MATERIAL FOR THE TASK:

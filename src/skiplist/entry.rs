// Copyright (c) Sienna Satterwhite, CesiumDB Contributors
// SPDX-License-Identifier: GPL-3.0-only WITH Classpath-exception-2.0

use std::fmt;

use getset::{
    CopyGetters,
    Getters,
};

/// Stable handle to an entry in a table's arena.
///
/// Entries are never removed, so a handle stays valid for the lifetime of the
/// table that issued it.
#[derive(Clone, Copy, Debug, Eq, PartialEq, Hash)]
pub(crate) struct EntryId(usize);

impl EntryId {
    #[inline]
    pub(crate) fn new(idx: usize) -> Self {
        Self(idx)
    }

    #[inline]
    pub(crate) fn idx(self) -> usize {
        self.0
    }
}

/// Per-level link of an entry.
///
/// `span` counts level-0 hops from the owner to `forward`. When `forward` is
/// `None` it counts the entries left after the owner instead, which keeps the
/// arithmetic in [`crate::SkipTable::insert`] uniform at the end of a level.
#[derive(Clone, Copy, Debug, Default, Eq, PartialEq, CopyGetters)]
#[getset(get_copy = "pub(crate)")]
pub(crate) struct Level {
    pub(crate) forward: Option<EntryId>,
    pub(crate) span: usize,
}

impl Level {
    pub(crate) fn new(forward: Option<EntryId>, span: usize) -> Self {
        Self { forward, span }
    }
}

/// A single indexed record.
#[derive(Getters, CopyGetters)]
pub struct Entry<P> {
    /// The sort key. Not unique.
    #[getset(get_copy = "pub")]
    score: f64,
    /// Caller data, never looked at by the table.
    #[getset(get = "pub")]
    payload: P,
    /// Level-0 predecessor, `None` when this is the first entry.
    pub(crate) backward: Option<EntryId>,
    /// Sized once at creation, never resized.
    pub(crate) levels: Box<[Level]>,
}

impl<P> Entry<P> {
    pub(crate) fn new(score: f64, payload: P, backward: Option<EntryId>, levels: Box<[Level]>) -> Self {
        debug_assert!(!levels.is_empty());
        Self {
            score,
            payload,
            backward,
            levels,
        }
    }

    /// How many levels this entry participates in.
    pub fn level_count(&self) -> usize {
        self.levels.len()
    }

    pub fn into_payload(self) -> P {
        self.payload
    }
}

impl<P: fmt::Debug> fmt::Debug for Entry<P> {
    fn fmt(&self, f: &mut fmt::Formatter<'_>) -> fmt::Result {
        f.debug_struct("Entry")
            .field("score", &self.score)
            .field("payload", &self.payload)
            .field("levels", &self.levels.len())
            .finish()
    }
}
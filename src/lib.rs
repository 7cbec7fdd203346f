// Copyright (c) Sienna Satterwhite, CesiumDB Contributors
// SPDX-License-Identifier: GPL-3.0-only WITH Classpath-exception-2.0

//! An in-memory ordered index of `(score, payload)` entries.
//!
//! ```
//! use skiptable::SkipTable;
//!
//! let mut table = SkipTable::new();
//! table.insert(3.0, "x");
//! table.insert(1.0, "y");
//! table.insert(2.0, "z");
//!
//! let found = table.find_by_score(2.0).unwrap();
//! assert_eq!(*found[0].payload(), "z");
//! assert!(table.find_by_score(9.0).is_none());
//! ```
//!
//! A table is not synchronized. Callers sharing one across threads need to
//! wrap it in a lock.

/// Level constants for a table.
pub mod config;
pub mod errs;
/// A [`skip list`] ranked by score.
///
/// [`skip list`]: https://en.wikipedia.org/wiki/Skip_list
pub mod skiplist;

pub use config::Config;
pub use errs::SkipTableError;
pub use skiplist::{
    Entry,
    SkipTable,
};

BRIEF: After locating the line holding "of a level." above, output exactly that line and every line after it through the line holding "pub mod errs;". Include nothing else.

EXERCISE SOLUTION:
/// arithmetic in [`crate::SkipTable::insert`] uniform at the end of a level.
#[derive(Clone, Copy, Debug, Default, Eq, PartialEq, CopyGetters)]
#[getset(get_copy = "pub(crate)")]
pub(crate) struct Level {
    pub(crate) forward: Option<EntryId>,
    pub(crate) span: usize,
}

impl Level {
    pub(crate) fn new(forward: Option<EntryId>, span: usize) -> Self {
        Self { forward, span }
    }
}

/// A single indexed record.
#[derive(Getters, CopyGetters)]
pub struct Entry<P> {
    /// The sort key. Not unique.
    #[getset(get_copy = "pub")]
    score: f64,
    /// Caller data, never looked at by the table.
    #[getset(get = "pub")]
    payload: P,
    /// Level-0 predecessor, `None` when this is the first entry.
    pub(crate) backward: Option<EntryId>,
    /// Sized once at creation, never resized.
    pub(crate) levels: Box<[Level]>,
}

impl<P> Entry<P> {
    pub(crate) fn new(score: f64, payload: P, backward: Option<EntryId>, levels: Box<[Level]>) -> Self {
        debug_assert!(!levels.is_empty());
        Self {
            score,
            payload,
            backward,
            levels,
        }
    }

    /// How many levels this entry participates in.
    pub fn level_count(&self) -> usize {
        self.levels.len()
    }

    pub fn into_payload(self) -> P {
        self.payload
    }
}

impl<P: fmt::Debug> fmt::Debug for Entry<P> {
    fn fmt(&self, f: &mut fmt::Formatter<'_>) -> fmt::Result {
        f.debug_struct("Entry")
            .field("score", &self.score)
            .field("payload", &self.payload)
            .field("levels", &self.levels.len())
            .finish()
    }
}
filename src/lib.rs
repository 7cbec7fdd203346f
// Copyright (c) Sienna Satterwhite, CesiumDB Contributors
// SPDX-License-Identifier: GPL-3.0-only WITH Classpath-exception-2.0

//! An in-memory ordered index of `(score, payload)` entries.
//!
//! ```
//! use skiptable::SkipTable;
//!
//! let mut table = SkipTable::new();
//! table.insert(3.0, "x");
//! table.insert(1.0, "y");
//! table.insert(2.0, "z");
//!
//! let found = table.find_by_score(2.0).unwrap();
//! assert_eq!(*found[0].payload(), "z");
//! assert!(table.find_by_score(9.0).is_none());
//! ```
//!
//! A table is not synchronized. Callers sharing one across threads need to
//! wrap it in a lock.

/// Level constants for a table.
pub mod config;
pub mod errs;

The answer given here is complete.